◆ Exercise material
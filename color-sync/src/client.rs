use std::time::Duration;

use anyhow::{Context, Result, anyhow, bail};
use tokio::{
    io::{self, AsyncWriteExt},
    select,
    time::timeout,
};
use tracing::{info, warn};

use crate::{
    channel::{Channel, ChannelConfig, ChannelStatus, Subscription},
    cli::{SetArgs, WatchArgs},
    color::ColorState,
};

const SET_TIMEOUT: Duration = Duration::from_secs(10);

/// Prints every color the hub publishes until ctrl-c.
pub async fn watch(args: WatchArgs) -> Result<()> {
    let config = ChannelConfig::new(args.endpoint)
        .with_reconnect(true)
        .with_reconnect_interval(Duration::from_millis(args.reconnect_interval_ms));
    let channel = Channel::new(config);
    let mut subscription = channel.subscribe();
    channel.connect()?;

    loop {
        select! {
            color = subscription.recv_color() => match color {
                Some(color) => write_stdout(&color.to_string()).await?,
                None => break,
            },
            ctrl_c = tokio::signal::ctrl_c() => {
                if let Err(error) = ctrl_c {
                    warn!(?error, "ctrl-c handler failed");
                }
                break;
            }
        }
    }

    channel.close();
    Ok(())
}

/// Sends one update and waits until the hub echoes the resulting state.
pub async fn set(args: SetArgs) -> Result<()> {
    let channel = Channel::new(ChannelConfig::new(args.endpoint.clone()));
    let mut subscription = channel.subscribe();
    channel.connect()?;

    let result = timeout(SET_TIMEOUT, request_color(&channel, &mut subscription, &args))
        .await
        .map_err(|_| anyhow!("timed out waiting for {} to confirm", args.endpoint))
        .and_then(|confirmed| confirmed);
    channel.close();

    let color = result?;
    write_stdout(&color.to_string()).await?;
    Ok(())
}

async fn request_color(
    channel: &Channel,
    subscription: &mut Subscription,
    args: &SetArgs,
) -> Result<ColorState> {
    let mut status = channel.watch_status();
    let settled = *status
        .wait_for(|status| *status != ChannelStatus::Connecting)
        .await
        .context("channel stopped before connecting")?;
    if settled != ChannelStatus::Connected {
        bail!("could not connect to {} ({settled})", args.endpoint);
    }

    let snapshot = subscription
        .recv_color()
        .await
        .context("hub closed before sending a snapshot")?;
    info!(%snapshot, "current color");

    channel.send(args.color.encode())?;

    loop {
        let color = subscription
            .recv_color()
            .await
            .context("hub closed before confirming the update")?;
        if (color.red, color.green, color.blue) == (args.color.red, args.color.green, args.color.blue)
        {
            return Ok(color);
        }
    }
}

async fn write_stdout(line: &str) -> io::Result<()> {
    let mut stdout = tokio::io::stdout();
    stdout.write_all(line.as_bytes()).await?;
    stdout.write_all(b"\n").await?;
    stdout.flush().await
}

◆ Assignment
For the word "warn", please count the lines in the data where it appears and respond with the number only.

◆ Completed task
2